Le succès est vite au rendez-vous chez les « bénéficiaires » puis dans les médias. Suite à une première vidéo de Place Gre’net en 2019 (qui fait 65 000 vues), les reportages s’enchaînent au niveau local et national. Hasni a inspiré d’autres initiatives similaires dans d’autres villes, et a aussi été appelé par des institutions pour coiffer des publics en difficulté, à Pôle emploi ou au quartier des mineurs de la prison de Varces. Toujours bénévolement. « Je n’ai pas envie que l’argent vienne entacher mon engagement, alors je ne demande rien. Mais ils ne m’en proposent pas non plus… Globalement, j’attendrais quand même un peu plus de reconnaissance. Surtout que ceux qui me font intervenir vont après le valoriser auprès de leurs financeurs… »
Les politiques sont – forcément – au courant de son initiative. Pendant la campagne des municipales, Piolle est venu le voir, juste le temps de prendre une photo à mettre sur les réseaux avec un petit texte sympa saluant « un des nombreux super héros de Grenoble ! »
Depuis, plus de campagne électorale et… pas de nouvelles. « Personne n’est jamais venu me demander :“T’as besoin de quoi ? On peut t’aider ou réfléchir collectivement à comment prolonger ton initiative.” »
Côté médias, Hasni a bondi en voyant que TeléGrenoble se vantait d’avoir reçu le « prix Varenne journaliste reporter d’images 2021 télévision locale » suite à un (petit) reportage sur « Street’ Coiff », sans même mentionner son nom. « Ils disaient juste “un coiffeur grenoblois”… J’ai l’impression de me faire utiliser et qu’après tout le monde m’oublie. »

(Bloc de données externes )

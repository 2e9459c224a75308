//! Service layer
//!
//! Services sit underneath the proxy core and own its two external
//! dependencies: the channel configuration file and the upstream origins.
//!
//! # Services
//!
//! - **ChannelStore**: loads `channels.json`, hands out immutable snapshots
//!   and supports atomic reloads
//! - **OriginFetcher**: the only component that talks to origin servers
//!
//! # Usage
//!
//! ```rust,no_run
//! use hls_proxy::config::ProxyConfig;
//! use hls_proxy::services::{ChannelStore, HttpOriginFetcher};
//!
//! # async fn example() -> hls_proxy::errors::AppResult<()> {
//! let store = ChannelStore::load("channels.json").await?;
//! let fetcher = HttpOriginFetcher::new(&ProxyConfig::default())?;
//! # Ok(())
//! # }
//! ```

pub mod channel_store;
pub mod origin_fetcher;

pub use channel_store::ChannelStore;
pub use origin_fetcher::{ByteStream, HttpOriginFetcher, OriginFetcher, OriginRequest, OriginResponse};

Du haut de ses 44 ans de vie dans les quartiers grenoblois, Hasni estime avoir quelques avis à donner sur les interactions avec leurs habitants et les manières « d’aller vers ». Mais depuis le petit poste de « chargé d’animation et d’accompagnement des conseils citoyens politique de la Ville » qu’il occupe actuellement à la Métropole, il ne peut que constater les travers du système, les surdiplômés qui donnent des ordres sans rien connaître à la vie de ces quartiers, les grosses structures déjà financées par l’État qui vont aussi chercher l’argent normalement destiné aux projets d’habitants… Malgré le manque de reconnaissance institutionnelle, Hasni veut continuer à tailler – sa route et les cheveux. Pour faire vivre sa passion, pour contourner les impasses des politiques sociales actuelles et pour continuer de montrer que plein de choses sont possibles.